Records for this exercise Start Marker

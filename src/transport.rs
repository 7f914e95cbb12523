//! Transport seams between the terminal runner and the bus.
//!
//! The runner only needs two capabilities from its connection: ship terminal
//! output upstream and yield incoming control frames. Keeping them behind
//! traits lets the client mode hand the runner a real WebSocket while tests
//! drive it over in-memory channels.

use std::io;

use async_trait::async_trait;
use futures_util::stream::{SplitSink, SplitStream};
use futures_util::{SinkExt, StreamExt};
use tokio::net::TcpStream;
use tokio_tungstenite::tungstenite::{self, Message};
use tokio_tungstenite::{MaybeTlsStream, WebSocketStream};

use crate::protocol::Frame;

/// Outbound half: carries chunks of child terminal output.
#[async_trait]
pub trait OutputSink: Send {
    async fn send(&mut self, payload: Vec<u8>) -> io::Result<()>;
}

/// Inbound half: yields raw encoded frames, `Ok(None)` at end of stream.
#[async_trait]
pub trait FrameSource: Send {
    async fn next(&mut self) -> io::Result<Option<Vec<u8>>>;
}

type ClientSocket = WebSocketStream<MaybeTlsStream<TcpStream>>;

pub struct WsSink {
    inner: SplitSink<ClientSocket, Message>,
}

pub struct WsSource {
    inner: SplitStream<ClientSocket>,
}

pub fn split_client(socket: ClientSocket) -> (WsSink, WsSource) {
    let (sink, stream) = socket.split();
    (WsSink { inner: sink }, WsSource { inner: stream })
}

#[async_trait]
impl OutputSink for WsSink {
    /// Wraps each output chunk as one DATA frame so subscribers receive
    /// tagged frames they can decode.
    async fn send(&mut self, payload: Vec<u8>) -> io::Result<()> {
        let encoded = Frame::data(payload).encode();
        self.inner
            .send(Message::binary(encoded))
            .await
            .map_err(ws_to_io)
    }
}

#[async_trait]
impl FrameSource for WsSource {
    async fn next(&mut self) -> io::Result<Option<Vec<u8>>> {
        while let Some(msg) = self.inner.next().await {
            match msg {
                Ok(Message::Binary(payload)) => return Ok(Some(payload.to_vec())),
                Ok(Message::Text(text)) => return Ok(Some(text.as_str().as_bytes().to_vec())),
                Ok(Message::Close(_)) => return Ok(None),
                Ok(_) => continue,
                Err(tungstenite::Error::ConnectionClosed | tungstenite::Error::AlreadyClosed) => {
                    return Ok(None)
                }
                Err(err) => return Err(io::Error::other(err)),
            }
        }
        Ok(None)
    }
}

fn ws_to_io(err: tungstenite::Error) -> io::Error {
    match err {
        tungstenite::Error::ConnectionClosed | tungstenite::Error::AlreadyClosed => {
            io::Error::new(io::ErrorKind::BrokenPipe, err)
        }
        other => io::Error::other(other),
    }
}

Records for this exercise End Marker
Records for this exercise Start Marker

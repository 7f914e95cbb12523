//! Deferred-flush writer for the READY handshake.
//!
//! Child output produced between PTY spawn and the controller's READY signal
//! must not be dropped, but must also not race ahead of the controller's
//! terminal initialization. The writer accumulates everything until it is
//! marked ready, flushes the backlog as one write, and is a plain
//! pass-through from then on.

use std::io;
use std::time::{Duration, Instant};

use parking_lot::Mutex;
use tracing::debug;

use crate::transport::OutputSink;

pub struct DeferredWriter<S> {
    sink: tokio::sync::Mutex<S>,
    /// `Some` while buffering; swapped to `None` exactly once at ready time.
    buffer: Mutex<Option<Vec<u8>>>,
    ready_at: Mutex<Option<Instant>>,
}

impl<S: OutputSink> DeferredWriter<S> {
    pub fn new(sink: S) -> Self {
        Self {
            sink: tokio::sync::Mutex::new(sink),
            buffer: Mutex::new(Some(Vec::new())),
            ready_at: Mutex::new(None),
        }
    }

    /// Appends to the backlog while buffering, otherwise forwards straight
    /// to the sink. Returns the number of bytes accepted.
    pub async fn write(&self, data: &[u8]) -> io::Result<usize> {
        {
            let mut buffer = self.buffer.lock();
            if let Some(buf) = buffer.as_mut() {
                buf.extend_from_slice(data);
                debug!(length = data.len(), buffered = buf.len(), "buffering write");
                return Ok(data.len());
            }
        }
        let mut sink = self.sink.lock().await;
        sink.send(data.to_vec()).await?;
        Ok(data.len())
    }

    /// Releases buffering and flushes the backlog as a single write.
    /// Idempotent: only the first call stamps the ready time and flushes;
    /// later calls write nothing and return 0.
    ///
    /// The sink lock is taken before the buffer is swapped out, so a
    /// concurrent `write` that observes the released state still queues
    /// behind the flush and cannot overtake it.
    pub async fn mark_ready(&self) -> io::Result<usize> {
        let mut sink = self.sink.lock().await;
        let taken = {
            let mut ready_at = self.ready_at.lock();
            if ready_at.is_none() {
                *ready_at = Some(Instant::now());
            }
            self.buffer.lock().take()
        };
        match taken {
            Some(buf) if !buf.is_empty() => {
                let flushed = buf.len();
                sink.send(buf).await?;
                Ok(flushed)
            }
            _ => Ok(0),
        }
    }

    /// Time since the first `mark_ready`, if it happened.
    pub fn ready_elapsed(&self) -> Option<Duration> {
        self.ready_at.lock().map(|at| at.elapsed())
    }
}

Records for this exercise End Marker
Records for this exercise Start Marker

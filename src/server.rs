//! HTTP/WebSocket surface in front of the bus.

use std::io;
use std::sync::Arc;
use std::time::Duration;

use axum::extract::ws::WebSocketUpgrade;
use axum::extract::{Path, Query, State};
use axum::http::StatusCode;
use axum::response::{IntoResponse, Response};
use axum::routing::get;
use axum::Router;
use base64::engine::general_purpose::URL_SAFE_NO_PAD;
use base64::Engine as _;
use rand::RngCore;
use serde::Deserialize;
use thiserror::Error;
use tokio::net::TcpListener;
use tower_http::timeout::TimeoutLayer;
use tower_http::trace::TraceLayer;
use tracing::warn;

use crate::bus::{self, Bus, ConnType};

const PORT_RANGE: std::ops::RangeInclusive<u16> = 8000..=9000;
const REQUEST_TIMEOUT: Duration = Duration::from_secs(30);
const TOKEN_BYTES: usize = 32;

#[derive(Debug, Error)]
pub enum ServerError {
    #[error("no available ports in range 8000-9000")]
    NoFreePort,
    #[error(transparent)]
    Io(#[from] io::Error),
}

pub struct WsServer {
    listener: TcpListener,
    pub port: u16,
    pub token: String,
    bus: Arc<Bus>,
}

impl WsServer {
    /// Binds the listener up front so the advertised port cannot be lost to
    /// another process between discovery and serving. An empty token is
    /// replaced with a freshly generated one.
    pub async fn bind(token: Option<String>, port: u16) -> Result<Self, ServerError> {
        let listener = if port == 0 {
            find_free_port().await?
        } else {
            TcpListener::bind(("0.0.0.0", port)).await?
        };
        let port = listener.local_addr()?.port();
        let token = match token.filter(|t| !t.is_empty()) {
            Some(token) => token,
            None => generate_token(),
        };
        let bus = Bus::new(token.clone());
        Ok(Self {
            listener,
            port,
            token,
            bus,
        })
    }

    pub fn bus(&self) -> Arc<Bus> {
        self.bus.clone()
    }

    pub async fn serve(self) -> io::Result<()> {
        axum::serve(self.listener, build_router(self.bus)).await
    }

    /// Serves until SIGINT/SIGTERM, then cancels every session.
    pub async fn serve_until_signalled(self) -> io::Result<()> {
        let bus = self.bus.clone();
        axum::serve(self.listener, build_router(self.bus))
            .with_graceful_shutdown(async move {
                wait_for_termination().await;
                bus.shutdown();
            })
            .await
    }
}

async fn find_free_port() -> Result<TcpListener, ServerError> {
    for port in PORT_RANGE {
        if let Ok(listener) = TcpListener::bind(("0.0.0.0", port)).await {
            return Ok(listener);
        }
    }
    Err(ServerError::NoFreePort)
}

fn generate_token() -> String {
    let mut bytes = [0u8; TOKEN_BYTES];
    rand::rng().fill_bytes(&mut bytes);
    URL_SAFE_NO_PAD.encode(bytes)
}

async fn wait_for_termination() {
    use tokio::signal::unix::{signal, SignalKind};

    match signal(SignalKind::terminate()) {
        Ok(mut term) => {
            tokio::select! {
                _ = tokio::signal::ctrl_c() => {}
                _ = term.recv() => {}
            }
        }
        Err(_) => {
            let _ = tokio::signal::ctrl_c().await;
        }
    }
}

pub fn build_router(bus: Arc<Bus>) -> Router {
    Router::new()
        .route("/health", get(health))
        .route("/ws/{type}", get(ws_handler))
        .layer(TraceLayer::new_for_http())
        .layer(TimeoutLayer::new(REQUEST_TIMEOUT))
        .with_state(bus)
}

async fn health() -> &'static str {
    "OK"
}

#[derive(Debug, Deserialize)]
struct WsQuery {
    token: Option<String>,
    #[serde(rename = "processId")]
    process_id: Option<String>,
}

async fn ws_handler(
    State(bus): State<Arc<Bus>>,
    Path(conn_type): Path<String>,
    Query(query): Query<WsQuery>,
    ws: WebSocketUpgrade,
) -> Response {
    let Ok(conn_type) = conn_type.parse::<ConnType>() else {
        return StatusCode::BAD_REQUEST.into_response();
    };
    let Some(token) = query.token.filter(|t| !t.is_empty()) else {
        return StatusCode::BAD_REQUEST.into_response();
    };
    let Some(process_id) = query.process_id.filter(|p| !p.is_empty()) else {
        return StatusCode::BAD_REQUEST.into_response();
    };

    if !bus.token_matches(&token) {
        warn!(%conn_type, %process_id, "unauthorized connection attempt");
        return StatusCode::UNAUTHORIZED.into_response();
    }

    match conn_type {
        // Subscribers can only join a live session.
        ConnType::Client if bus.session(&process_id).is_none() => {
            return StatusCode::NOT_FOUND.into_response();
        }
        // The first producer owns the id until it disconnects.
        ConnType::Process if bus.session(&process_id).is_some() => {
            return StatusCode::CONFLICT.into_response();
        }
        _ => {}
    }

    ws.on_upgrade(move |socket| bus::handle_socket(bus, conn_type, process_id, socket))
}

Records for this exercise End Marker

Working through the records, find each line containing the word "filter" and copy it.

### Result below
        let token = match token.filter(|t| !t.is_empty()) {
    let Some(token) = query.token.filter(|t| !t.is_empty()) else {
    let Some(process_id) = query.process_id.filter(|p| !p.is_empty()) else {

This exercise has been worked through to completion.